Thursday, November 30, 2000 Volume 66, Issue 71


 
 









 

Gore doesn't want a fair count

R. Alex Whitlock

Ever since the night of the non-election election, I have maintained one theory: Either side will do anything to win. The idea that either side would even try to approach this situation fairly and hammer out an equitable system of figuring out who won is laughable. If either side had dealt with this election fairly, they'd have lost, because the other side would not have been fair. The incentives to cheat were simply too great.

With that in mind, I will not try to waste anyone's time trying to suggest that my man, Gov. George W. Bush, has been any more honorable than the vice president.

However, as much as this may appear to be the case to me, it is probably more of a product of my bias than anything else. Or perhaps Bush's lead in Florida has made his actions seem less desperate. Perhaps both. I really don't know.

There is one thing I do know: If Albert Gore wins this election, the idea that he has behaved with magnanimity and that justice will have prevailed will be the biggest in a long series of whoppers the Gore campaign has told.

Gore can talk all he wants about how "every vote should count," but his actions demonstrate quite clearly that he is only interested in votes that will help him. Despite lip service to the contrary, the Gore campaign has supported the embargo on improperly filled out military ballots while sanctimoniously demanding that improperly filled out domestic ballots are counted (and recounted and recounted ad nauseum).

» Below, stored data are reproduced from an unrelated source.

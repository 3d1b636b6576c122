//! Pipe-delimited text encoding used over UDP.
//!
//! One datagram carries one message. Fields are separated by `|`; free-text
//! messages always come last so they may themselves contain `|`.

use crate::{validate_card_id, ClientCommand, DecodeError, ParticipantView, ServerEvent, Slot};

pub fn encode_command(command: &ClientCommand) -> String {
    match command {
        ClientCommand::Connect { card_id } => format!("CONNECT|{}", card_id),
        ClientCommand::Attack { card_id: Some(card_id) } => format!("ATTACK|{}", card_id),
        ClientCommand::Attack { card_id: None } => "ATTACK".to_string(),
        ClientCommand::AttackByCard { target_card_id, .. } => {
            format!("ATTACK_BY_CARD|{}", target_card_id)
        }
        ClientCommand::Heartbeat => "HEARTBEAT".to_string(),
        ClientCommand::GetState => "GET_STATE".to_string(),
        ClientCommand::GetSlot => "GET_SLOT".to_string(),
        ClientCommand::Disconnect => "DISCONNECT".to_string(),
    }
}

pub fn decode_command(message: &str) -> Result<ClientCommand, DecodeError> {
    let message = message.trim_end_matches(['\r', '\n']);
    if message.is_empty() {
        return Err(DecodeError::Empty);
    }

    let mut parts = message.split('|');
    let kind = parts.next().unwrap_or_default();
    let arg = parts.next().filter(|s| !s.is_empty());

    match kind {
        "CONNECT" => {
            let card_id = arg.ok_or(DecodeError::MissingField("cardID"))?;
            validate_card_id(card_id)?;
            Ok(ClientCommand::Connect {
                card_id: card_id.to_string(),
            })
        }
        "ATTACK" => Ok(ClientCommand::Attack {
            card_id: arg.map(str::to_string),
        }),
        "ATTACK_BY_CARD" => {
            let target = arg.ok_or(DecodeError::MissingField("targetCardID"))?;
            Ok(ClientCommand::AttackByCard {
                card_id: None,
                target_card_id: target.to_string(),
            })
        }
        // Older clients append their player id to these; it is ignored.
        "HEARTBEAT" => Ok(ClientCommand::Heartbeat),
        "GET_STATE" => Ok(ClientCommand::GetState),
        "GET_SLOT" => Ok(ClientCommand::GetSlot),
        "DISCONNECT" => Ok(ClientCommand::Disconnect),
        other => Err(DecodeError::UnknownType(other.to_string())),
    }
}

pub fn encode_event(event: &ServerEvent) -> String {
    match event {
        ServerEvent::Connected {
            participant_id,
            card_id,
            slot,
            ..
        } => format!("CONNECTED|{}|{}|{}", participant_id, card_id, slot),
        ServerEvent::Full { message } => format!("FULL|{}", message),
        ServerEvent::Error { message } => format!("ERROR|{}", message),
        ServerEvent::AttackSuccess {
            damage,
            target_id,
            target_card_id,
            target_slot,
            target_health,
        } => format!(
            "ATTACK_SUCCESS|{}|{}|{}|{}|{}",
            damage, target_id, target_card_id, target_slot, target_health
        ),
        ServerEvent::Attacked {
            attacker_id,
            attacker_card_id,
            attacker_slot,
            damage,
            new_health,
        } => format!(
            "ATTACKED|{}|{}|{}|{}|{}",
            attacker_id, attacker_card_id, attacker_slot, damage, new_health
        ),
        ServerEvent::Victory {
            message,
            defeated_card_id,
        } => format!("VICTORY|{}|{}", defeated_card_id, message),
        ServerEvent::Defeat {
            message,
            winner_card_id,
        } => format!("DEFEAT|{}|{}", winner_card_id, message),
        ServerEvent::GameState {
            players,
            player_count,
        } => {
            let mut out = format!("STATE|{}", player_count);
            for p in players {
                out.push_str(&format!(
                    "|{},{},{},{},{}",
                    p.id,
                    p.card_id,
                    p.slot,
                    p.health,
                    if p.alive { "1" } else { "0" }
                ));
            }
            out
        }
        ServerEvent::SlotInfo { card_id, slot } => format!("SLOT|{}|{}", card_id, slot),
    }
}

pub fn decode_event(message: &str) -> Result<ServerEvent, DecodeError> {
    let message = message.trim_end_matches(['\r', '\n']);
    if message.is_empty() {
        return Err(DecodeError::Empty);
    }

    let (kind, rest) = message.split_once('|').unwrap_or((message, ""));
    let mut fields = Fields::new(rest);

    let event = match kind {
        "CONNECTED" => {
            let participant_id = fields.number("playerId")?;
            let card_id = fields.string("cardID")?;
            let slot = fields.slot("assignedSlot")?;
            ServerEvent::connected(participant_id, &card_id, slot)
        }
        "FULL" => ServerEvent::Full {
            message: rest.to_string(),
        },
        "ERROR" => ServerEvent::Error {
            message: rest.to_string(),
        },
        "ATTACK_SUCCESS" => ServerEvent::AttackSuccess {
            damage: fields.number("damage")?,
            target_id: fields.number("targetId")?,
            target_card_id: fields.string("targetCardID")?,
            target_slot: fields.slot("targetSlot")?,
            target_health: fields.number("targetHealth")?,
        },
        "ATTACKED" => ServerEvent::Attacked {
            attacker_id: fields.number("attackerId")?,
            attacker_card_id: fields.string("attackerCardID")?,
            attacker_slot: fields.slot("attackerSlot")?,
            damage: fields.number("damage")?,
            new_health: fields.number("newHealth")?,
        },
        "VICTORY" => {
            let (defeated_card_id, message) = split_message(rest, "defeatedCardID")?;
            ServerEvent::Victory {
                message,
                defeated_card_id,
            }
        }
        "DEFEAT" => {
            let (winner_card_id, message) = split_message(rest, "winnerCardID")?;
            ServerEvent::Defeat {
                message,
                winner_card_id,
            }
        }
        "STATE" => {
            let player_count: usize = fields.number("playerCount")?;
            let players = fields
                .remaining()
                .map(decode_participant)
                .collect::<Result<Vec<_>, _>>()?;
            if players.len() != player_count {
                return Err(DecodeError::InvalidField {
                    field: "playerCount",
                    value: player_count.to_string(),
                });
            }
            ServerEvent::GameState {
                players,
                player_count,
            }
        }
        "SLOT" => ServerEvent::SlotInfo {
            card_id: fields.string("cardID")?,
            slot: fields.slot("slot")?,
        },
        other => return Err(DecodeError::UnknownType(other.to_string())),
    };

    Ok(event)
}

fn split_message(rest: &str, field: &'static str) -> Result<(String, String), DecodeError> {
    let (card_id, message) = rest.split_once('|').ok_or(DecodeError::MissingField(field))?;
    Ok((card_id.to_string(), message.to_string()))
}

fn decode_participant(entry: &str) -> Result<ParticipantView, DecodeError> {
    let mut fields = Fields::with_separator(entry, ',');
    let view = ParticipantView {
        id: fields.number("id")?,
        card_id: fields.string("cardID")?,
        slot: fields.slot("assignedSlot")?,
        health: fields.number("health")?,
        alive: match fields.string("isAlive")?.as_str() {
            "1" => true,
            "0" => false,
            other => {
                return Err(DecodeError::InvalidField {
                    field: "isAlive",
                    value: other.to_string(),
                })
            }
        },
    };
    Ok(view)
}

struct Fields<'a> {
    inner: std::iter::Filter<std::str::Split<'a, char>, fn(&&str) -> bool>,
}

impl<'a> Fields<'a> {
    fn new(rest: &'a str) -> Self {
        Self::with_separator(rest, '|')
    }

    fn with_separator(rest: &'a str, separator: char) -> Self {
        let not_empty: fn(&&str) -> bool = |s| !s.is_empty();
        Self {
            inner: rest.split(separator).filter(not_empty),
        }
    }

    fn string(&mut self, field: &'static str) -> Result<String, DecodeError> {
        self.inner
            .next()
            .map(str::to_string)
            .ok_or(DecodeError::MissingField(field))
    }

    fn number<T: std::str::FromStr>(&mut self, field: &'static str) -> Result<T, DecodeError> {
        let raw = self.inner.next().ok_or(DecodeError::MissingField(field))?;
        raw.parse().map_err(|_| DecodeError::InvalidField {
            field,
            value: raw.to_string(),
        })
    }

    fn slot(&mut self, field: &'static str) -> Result<Slot, DecodeError> {
        let raw = self.inner.next().ok_or(DecodeError::MissingField(field))?;
        raw.parse().map_err(|_| DecodeError::InvalidField {
            field,
            value: raw.to_string(),
        })
    }

    fn remaining(self) -> impl Iterator<Item = &'a str> {
        self.inner
    }
}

Gore's offer to recount the votes in the entire state of Florida may have made for good television, but does an offer count when you know it will be refused? The Bush campaign knows that the longer this process goes on, the more likely the Democrats are to "find" new votes.

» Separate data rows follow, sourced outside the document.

//! Shared server context
//!
//! One [`ServerContext`] is built per process and handed to every transport
//! adapter and to the liveness monitor. All participant, slot and health
//! state lives behind a single lock. Each public operation takes the lock,
//! performs its whole state change, collects the resulting deliveries,
//! releases the lock and only then hands the events to the transports.

use crate::broadcast::{self, Delivery, GameStateSnapshot};
use crate::duel::{AttackOutcome, DuelEngine};
use crate::error::{AdmissionError, CommandError};
use crate::link::Link;
use crate::liveness::LivenessPolicy;
use crate::registry::{ParticipantRef, Registry};
use log::info;
use shared::{ParticipantId, ServerEvent, Slot};
use std::time::Instant;
use tokio::sync::Mutex;

/// What a transport needs to remember about an admitted participant.
#[derive(Debug, Clone, PartialEq, Eq)]
pub struct Admission {
    pub participant_id: ParticipantId,
    pub card_id: String,
    pub slot: Slot,
}

struct DuelState {
    registry: Registry,
    engine: DuelEngine,
}

pub struct ServerContext {
    state: Mutex<DuelState>,
    policy: LivenessPolicy,
}

impl ServerContext {
    pub fn new(policy: LivenessPolicy) -> Self {
        Self::with_parts(Registry::new(), DuelEngine::default(), policy)
    }

    pub fn with_parts(registry: Registry, engine: DuelEngine, policy: LivenessPolicy) -> Self {
        Self {
            state: Mutex::new(DuelState { registry, engine }),
            policy,
        }
    }

    pub fn policy(&self) -> LivenessPolicy {
        self.policy
    }

    /// Admits a card. On success the new participant receives `Connected`
    /// and everyone receives the updated roster.
    pub async fn admit(&self, card_id: &str, link: Link) -> Result<Admission, AdmissionError> {
        let (admission, deliveries) = {
            let mut state = self.state.lock().await;
            let registry = &mut state.registry;

            let participant = registry.admit(card_id, link, Instant::now())?;
            let admission = Admission {
                participant_id: participant.id,
                card_id: participant.card_id.clone(),
                slot: participant.slot,
            };

            let mut deliveries = vec![Delivery::new(
                participant,
                ServerEvent::connected(participant.id, &participant.card_id, participant.slot),
            )];
            broadcast::push_state(registry, &mut deliveries);
            (admission, deliveries)
        };

        broadcast::deliver(deliveries);
        Ok(admission)
    }

    /// Removes a participant. Returns whether membership changed; only then
    /// is the roster re-broadcast.
    pub async fn disconnect(&self, id: ParticipantId) -> bool {
        let deliveries = {
            let mut state = self.state.lock().await;
            if state.registry.remove(id).is_none() {
                return false;
            }
            let mut deliveries = Vec::new();
            broadcast::push_state(&state.registry, &mut deliveries);
            deliveries
        };

        broadcast::deliver(deliveries);
        true
    }

    /// Marks traffic from `id`. False if the participant is gone.
    pub async fn record_contact(&self, id: ParticipantId) -> bool {
        self.state
            .lock()
            .await
            .registry
            .record_contact(id, Instant::now())
    }

    /// Resolves an attack and notifies attacker, target and roster.
    /// A rejected attack changes nothing and notifies nobody.
    pub async fn resolve_attack(
        &self,
        attacker: ParticipantRef,
        target: Option<ParticipantRef>,
    ) -> Result<AttackOutcome, CommandError> {
        let (outcome, deliveries) = {
            let mut state = self.state.lock().await;
            let DuelState { registry, engine } = &mut *state;

            let outcome = engine.resolve_attack(registry, &attacker, target.as_ref())?;

            let mut deliveries = Vec::new();
            for (to, event) in outcome.events() {
                if let Some(participant) = registry.get(to) {
                    deliveries.push(Delivery::new(participant, event));
                }
            }
            broadcast::push_state(registry, &mut deliveries);
            (outcome, deliveries)
        };

        broadcast::deliver(deliveries);
        Ok(outcome)
    }

    /// Sends one event to one participant, e.g. a command error reply.
    pub async fn send_to(&self, id: ParticipantId, event: ServerEvent) -> bool {
        let delivery = {
            let state = self.state.lock().await;
            match state.registry.get(id) {
                Some(participant) => Delivery::new(participant, event),
                None => return false,
            }
        };
        broadcast::deliver(vec![delivery]) == 1
    }

    /// Replies to a `GetState` with the current roster.
    pub async fn send_state(&self, id: ParticipantId) -> bool {
        let snapshot = self.snapshot().await;
        self.send_to(id, snapshot.to_event()).await
    }

    /// Replies to a `GetSlot` with the participant's own slot.
    pub async fn send_slot(&self, id: ParticipantId) -> Result<(), CommandError> {
        let delivery = {
            let state = self.state.lock().await;
            let participant = state.registry.get(id).ok_or(CommandError::NotConnected)?;
            Delivery::new(
                participant,
                ServerEvent::SlotInfo {
                    card_id: participant.card_id.clone(),
                    slot: participant.slot,
                },
            )
        };
        broadcast::deliver(vec![delivery]);
        Ok(())
    }

    pub async fn snapshot(&self) -> GameStateSnapshot {
        GameStateSnapshot::capture(&self.state.lock().await.registry)
    }

    /// Broadcasts the current roster to everyone.
    pub async fn broadcast(&self) -> usize {
        let deliveries = {
            let state = self.state.lock().await;
            let mut deliveries = Vec::new();
            broadcast::push_state(&state.registry, &mut deliveries);
            deliveries
        };
        broadcast::deliver(deliveries)
    }

    /// Removes everyone silent for longer than their transport's timeout
    /// as of `now`, broadcasting once if anyone was removed.
    pub async fn evict_stale(&self, now: Instant) -> Vec<ParticipantId> {
        let (evicted, deliveries) = {
            let mut state = self.state.lock().await;
            let evicted = state.registry.timed_out(now, &self.policy);
            for id in &evicted {
                if let Some(participant) = state.registry.remove(*id) {
                    info!(
                        "Player {} (Card {}) timed out after {:?} of silence",
                        participant.id,
                        participant.card_id,
                        now.saturating_duration_since(participant.last_contact)
                    );
                }
            }

            let mut deliveries = Vec::new();
            if !evicted.is_empty() {
                broadcast::push_state(&state.registry, &mut deliveries);
            }
            (evicted, deliveries)
        };

        broadcast::deliver(deliveries);
        evicted
    }

    pub async fn connected_ids(&self) -> Vec<ParticipantId> {
        self.state.lock().await.registry.ids()
    }

    pub async fn len(&self) -> usize {
        self.state.lock().await.registry.len()
    }

    pub async fn is_empty(&self) -> bool {
        self.state.lock().await.registry.is_empty()
    }
}

impl Default for ServerContext {
    fn default() -> Self {
        Self::new(LivenessPolicy::default())
    }
}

The Bush campaign made an early decision not to "look" for new votes, so a complete Florida recount in which one side has mechanisms in place statewide to find new votes and the other side does not is hardly fair.

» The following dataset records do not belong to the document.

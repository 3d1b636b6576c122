//! Parking-slot allocation for connected cards
//!
//! The pool holds a fixed set of labels. Labels are handed out from the
//! front of a FIFO queue and returned to its back, so a freshly started
//! server always assigns `A1` then `A2`, and a released label waits behind
//! every label that is still free.

use crate::error::AdmissionError;
use log::info;
use shared::Slot;
use std::collections::{HashMap, VecDeque};

#[derive(Debug)]
pub struct SlotAllocator {
    /// Labels not currently held, in hand-out order
    available: VecDeque<Slot>,
    /// Card id -> label it currently holds
    assigned: HashMap<String, Slot>,
}

impl SlotAllocator {
    /// Creates the canonical four-label pool
    pub fn new() -> Self {
        Self::with_labels(Slot::ALL)
    }

    pub fn with_labels(labels: impl IntoIterator<Item = Slot>) -> Self {
        Self {
            available: labels.into_iter().collect(),
            assigned: HashMap::new(),
        }
    }

    /// Pops the next free label for `card_id`.
    ///
    /// A card that already holds a label keeps it; it never gets a second one.
    pub fn assign(&mut self, card_id: &str) -> Result<Slot, AdmissionError> {
        if let Some(slot) = self.assigned.get(card_id) {
            return Ok(*slot);
        }

        let slot = self
            .available
            .pop_front()
            .ok_or(AdmissionError::NoSlotsAvailable)?;
        self.assigned.insert(card_id.to_string(), slot);
        info!("Assigned slot {} to Card {}", slot, card_id);
        Ok(slot)
    }

    /// Returns the label held by `card_id` to the back of the queue.
    pub fn release(&mut self, card_id: &str) -> Option<Slot> {
        let slot = self.assigned.remove(card_id)?;
        self.available.push_back(slot);
        info!("Released slot {} from Card {}", slot, card_id);
        Some(slot)
    }

    pub fn slot_of(&self, card_id: &str) -> Option<Slot> {
        self.assigned.get(card_id).copied()
    }

    pub fn available(&self) -> usize {
        self.available.len()
    }
}

impl Default for SlotAllocator {
    fn default() -> Self {
        Self::new()
    }
}
//! Transport adapters and the command dispatch they share
//!
//! Both adapters decode their wire format into [`ClientCommand`]s and hand
//! every command from an admitted participant to [`dispatch`]. Only framing,
//! endpoint bookkeeping and admission replies differ between them.

pub mod udp;
pub mod ws;

use crate::context::{Admission, ServerContext};
use crate::error::CommandError;
use crate::registry::ParticipantRef;
use log::{debug, warn};
use shared::{ClientCommand, ServerEvent};

/// Whether the adapter should keep the participant's channel open.
#[derive(Debug, Clone, Copy, PartialEq, Eq)]
pub enum Flow {
    Continue,
    Close,
}

/// Applies one decoded command from an admitted participant.
pub async fn dispatch(context: &ServerContext, session: &Admission, command: ClientCommand) -> Flow {
    let id = session.participant_id;

    // Any parsed message proves liveness, not only heartbeats
    if !context.record_contact(id).await {
        debug!("Dropping {:?} from departed Player {}", command, id);
        return Flow::Close;
    }

    match command {
        ClientCommand::Connect { card_id } => {
            warn!(
                "Player {} sent CONNECT for Card {} while already connected",
                id, card_id
            );
            context
                .send_to(
                    id,
                    ServerEvent::error(format!(
                        "Already connected as Player {} with Card {}",
                        id, session.card_id
                    )),
                )
                .await;
        }
        ClientCommand::Attack { .. } => {
            let result = context.resolve_attack(ParticipantRef::ById(id), None).await;
            reject_on_error(context, session, result.err()).await;
        }
        ClientCommand::AttackByCard { target_card_id, .. } => {
            let result = context
                .resolve_attack(
                    ParticipantRef::ByCard(session.card_id.clone()),
                    Some(ParticipantRef::ByCard(target_card_id)),
                )
                .await;
            reject_on_error(context, session, result.err()).await;
        }
        ClientCommand::Heartbeat => {
            debug!("Heartbeat from Player {}", id);
        }
        ClientCommand::GetState => {
            context.send_state(id).await;
        }
        ClientCommand::GetSlot => {
            let result = context.send_slot(id).await;
            reject_on_error(context, session, result.err()).await;
        }
        ClientCommand::Disconnect => {
            context.disconnect(id).await;
            return Flow::Close;
        }
    }

    Flow::Continue
}

async fn reject_on_error(context: &ServerContext, session: &Admission, error: Option<CommandError>) {
    if let Some(error) = error {
        warn!(
            "Rejected command from Card {} (Player {}): {}",
            session.card_id, session.participant_id, error
        );
        context
            .send_to(session.participant_id, ServerEvent::error(error.to_string()))
            .await;
    }
}
//! # Card Duel Client Library
//!
//! A terminal client for the card duel server, speaking the UDP text
//! protocol. It stands in for the AR client when driving a duel by hand:
//! connect with a card id, attack, ask for the roster or your slot. It never
//! decides anything itself and only shows what the server reports.
//!
//! ## Module Organization
//!
//! ### Input Module (`input`)
//! Turns typed lines such as `connect CARD_A` or `attack CARD_B` into
//! protocol commands.
//!
//! ### Network Module (`network`)
//! Owns the UDP socket, sends commands and heartbeats, and keeps a local
//! [`network::Session`] updated from server events.
//!
//! ## Usage Example
//!
//! ```rust,no_run
//! use client::network::Client;
//! use std::time::Duration;
//!
//! #[tokio::main]
//! async fn main() -> Result<(), Box<dyn std::error::Error>> {
//!     let mut client = Client::new("127.0.0.1:7777").await?;
//!     client
//!         .run(Some("CARD_A".to_string()), Duration::from_secs(3))
//!         .await?;
//!     Ok(())
//! }
//! ```

pub mod input;
pub mod network;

Instead, if Gore succeeds, we'll get what he's wanted all along: victory at any price (as opposed to "a fair and accurate count"). Gore has gotten his legally mandated statewide machine count. He's gotten much of his selected hand recounts in his personally chosen counties. He was about to get a recount of only the undervotes in Miami-Dade County. A full county-wide hand count actually might have helped Bush. A count of undervotes would have been yet another specially selected demographic to help Al Gore.

All across the country, people messed up on their ballots. Many did not intend to vote for any president. Many wanted to vote for Gore and messed up. Many did the same for Bush.

Gore's insistence that such mistakes should count in his favor, while he legally challenges Bush's similar complaints, reeks of the hypocrisy of which the Gore campaign accuses Bush.

In my high school physical education class, we used to play softball. Every day for two weeks we had a new game. My team won something like six or seven of the first nine. The other team declared the last game the "championship," and whoever took that one would win the series.

They won it and, in their eyes, won the series. Even though we were the better team, we were close enough that either team could have won any given game.

This is Gore's election strategy. Recount enough times and he'll win any given recount. People talk about Gore's magnanimous offer to recount the entire state, but asking for additional recounts is easy when you're behind.

This election is too close to be sure who won. Right now it looks like Bush did, as he's won the last umpteen counts. In any given recount, however, Gore could be the victor.

So if somehow Gore does manage to pull this off with a legal challenge or two and does worm his way into the presidency, it will not mean that justice or the unknowable will of the people of Florida has spoken.

Instead, it will mean that Gore successfully clawed, squirmed and weaseled his way past the finish line. Democrats would do well to not waste our time trying to convince us otherwise.